**Exercise**
Filter the listing below down to the lines holding the word "written", and copy those lines.

**Study material**

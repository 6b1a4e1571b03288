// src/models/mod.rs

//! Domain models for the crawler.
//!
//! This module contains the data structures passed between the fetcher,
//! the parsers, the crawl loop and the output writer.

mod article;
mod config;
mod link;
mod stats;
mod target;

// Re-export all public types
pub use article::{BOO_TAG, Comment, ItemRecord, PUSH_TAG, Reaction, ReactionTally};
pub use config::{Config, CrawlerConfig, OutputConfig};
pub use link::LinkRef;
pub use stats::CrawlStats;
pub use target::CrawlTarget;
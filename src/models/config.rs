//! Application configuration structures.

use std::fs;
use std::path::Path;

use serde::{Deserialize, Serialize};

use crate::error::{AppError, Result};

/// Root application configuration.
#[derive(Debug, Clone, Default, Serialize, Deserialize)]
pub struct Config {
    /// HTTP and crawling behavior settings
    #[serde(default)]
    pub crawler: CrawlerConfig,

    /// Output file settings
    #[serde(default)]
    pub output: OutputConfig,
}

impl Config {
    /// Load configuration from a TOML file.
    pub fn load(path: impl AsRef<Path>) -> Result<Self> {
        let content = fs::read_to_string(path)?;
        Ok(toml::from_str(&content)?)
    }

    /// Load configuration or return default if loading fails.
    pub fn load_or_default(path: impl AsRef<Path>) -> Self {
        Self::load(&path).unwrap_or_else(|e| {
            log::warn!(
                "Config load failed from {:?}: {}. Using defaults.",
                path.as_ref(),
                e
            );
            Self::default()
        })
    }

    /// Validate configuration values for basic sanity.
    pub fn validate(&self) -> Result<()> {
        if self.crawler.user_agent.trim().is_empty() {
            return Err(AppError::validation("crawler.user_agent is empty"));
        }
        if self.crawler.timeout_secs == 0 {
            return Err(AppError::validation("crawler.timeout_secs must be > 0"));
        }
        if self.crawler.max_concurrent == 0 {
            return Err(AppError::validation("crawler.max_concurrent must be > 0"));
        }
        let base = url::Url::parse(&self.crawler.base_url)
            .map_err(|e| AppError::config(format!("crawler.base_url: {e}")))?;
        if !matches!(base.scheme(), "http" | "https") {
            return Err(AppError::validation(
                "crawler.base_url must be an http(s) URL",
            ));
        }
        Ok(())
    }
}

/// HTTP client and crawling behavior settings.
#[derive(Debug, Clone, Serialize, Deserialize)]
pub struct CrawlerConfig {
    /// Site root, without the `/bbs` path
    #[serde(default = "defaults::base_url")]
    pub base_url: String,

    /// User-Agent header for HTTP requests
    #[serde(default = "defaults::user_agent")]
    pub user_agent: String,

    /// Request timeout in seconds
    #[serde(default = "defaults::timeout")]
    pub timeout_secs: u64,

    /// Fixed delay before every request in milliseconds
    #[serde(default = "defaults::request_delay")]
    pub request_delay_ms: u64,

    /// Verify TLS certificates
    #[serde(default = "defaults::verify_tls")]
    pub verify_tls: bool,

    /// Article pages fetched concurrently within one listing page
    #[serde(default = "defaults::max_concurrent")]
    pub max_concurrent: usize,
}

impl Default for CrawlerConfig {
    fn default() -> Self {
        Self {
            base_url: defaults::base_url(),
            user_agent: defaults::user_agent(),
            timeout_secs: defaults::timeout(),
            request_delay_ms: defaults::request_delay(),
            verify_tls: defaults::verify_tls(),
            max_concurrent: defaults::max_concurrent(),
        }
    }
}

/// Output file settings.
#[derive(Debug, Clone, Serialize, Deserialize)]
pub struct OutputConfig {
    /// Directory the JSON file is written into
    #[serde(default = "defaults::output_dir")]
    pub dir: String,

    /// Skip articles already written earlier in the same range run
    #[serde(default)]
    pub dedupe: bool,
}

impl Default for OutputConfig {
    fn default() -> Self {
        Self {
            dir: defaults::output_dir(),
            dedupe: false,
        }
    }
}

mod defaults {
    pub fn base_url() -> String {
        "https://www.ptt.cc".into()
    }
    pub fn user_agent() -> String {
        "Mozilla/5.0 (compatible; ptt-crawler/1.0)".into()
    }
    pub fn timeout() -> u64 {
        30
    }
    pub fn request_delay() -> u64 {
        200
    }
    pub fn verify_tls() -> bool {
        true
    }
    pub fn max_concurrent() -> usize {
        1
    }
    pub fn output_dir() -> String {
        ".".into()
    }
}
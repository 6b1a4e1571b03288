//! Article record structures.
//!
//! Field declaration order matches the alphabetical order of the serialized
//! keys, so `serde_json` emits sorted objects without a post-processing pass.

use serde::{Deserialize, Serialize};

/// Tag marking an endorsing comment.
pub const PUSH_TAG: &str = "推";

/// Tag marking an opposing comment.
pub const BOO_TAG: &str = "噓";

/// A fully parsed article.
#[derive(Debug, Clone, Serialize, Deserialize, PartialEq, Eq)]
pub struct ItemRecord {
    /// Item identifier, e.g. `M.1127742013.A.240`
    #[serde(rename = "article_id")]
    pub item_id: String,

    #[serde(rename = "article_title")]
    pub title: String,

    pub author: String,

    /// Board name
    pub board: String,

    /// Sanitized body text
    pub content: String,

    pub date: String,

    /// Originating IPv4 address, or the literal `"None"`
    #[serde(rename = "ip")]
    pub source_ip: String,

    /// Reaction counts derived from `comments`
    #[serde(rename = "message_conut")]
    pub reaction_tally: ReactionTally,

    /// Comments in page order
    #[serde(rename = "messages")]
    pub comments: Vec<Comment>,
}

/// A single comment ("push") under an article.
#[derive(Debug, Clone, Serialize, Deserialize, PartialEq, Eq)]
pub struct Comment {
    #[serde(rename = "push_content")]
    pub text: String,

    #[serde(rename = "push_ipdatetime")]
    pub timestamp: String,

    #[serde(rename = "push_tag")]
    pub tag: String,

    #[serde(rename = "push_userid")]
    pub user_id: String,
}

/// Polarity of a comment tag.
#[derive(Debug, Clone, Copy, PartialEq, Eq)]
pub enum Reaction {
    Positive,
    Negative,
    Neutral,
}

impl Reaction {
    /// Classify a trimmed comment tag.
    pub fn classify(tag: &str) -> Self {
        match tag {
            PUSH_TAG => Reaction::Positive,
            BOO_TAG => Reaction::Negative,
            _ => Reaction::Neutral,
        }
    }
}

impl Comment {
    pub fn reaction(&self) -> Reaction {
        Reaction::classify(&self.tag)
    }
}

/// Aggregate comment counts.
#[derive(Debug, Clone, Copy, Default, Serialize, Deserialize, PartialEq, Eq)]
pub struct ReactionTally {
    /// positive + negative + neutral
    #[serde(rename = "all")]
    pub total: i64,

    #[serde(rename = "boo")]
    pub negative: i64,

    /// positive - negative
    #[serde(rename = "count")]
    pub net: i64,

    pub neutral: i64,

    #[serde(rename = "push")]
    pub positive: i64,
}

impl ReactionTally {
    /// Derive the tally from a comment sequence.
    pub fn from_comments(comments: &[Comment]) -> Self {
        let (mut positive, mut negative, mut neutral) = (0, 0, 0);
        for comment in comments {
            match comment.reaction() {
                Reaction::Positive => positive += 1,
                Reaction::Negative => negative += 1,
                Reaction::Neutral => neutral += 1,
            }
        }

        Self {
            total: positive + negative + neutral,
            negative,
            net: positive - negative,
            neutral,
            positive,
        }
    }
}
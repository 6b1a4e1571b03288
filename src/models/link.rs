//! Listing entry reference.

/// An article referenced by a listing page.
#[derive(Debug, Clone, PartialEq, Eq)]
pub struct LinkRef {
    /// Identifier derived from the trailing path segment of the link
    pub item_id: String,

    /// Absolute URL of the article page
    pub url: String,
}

**Solution to the exercise**
    /// Directory the JSON file is written into
    /// Skip articles already written earlier in the same range run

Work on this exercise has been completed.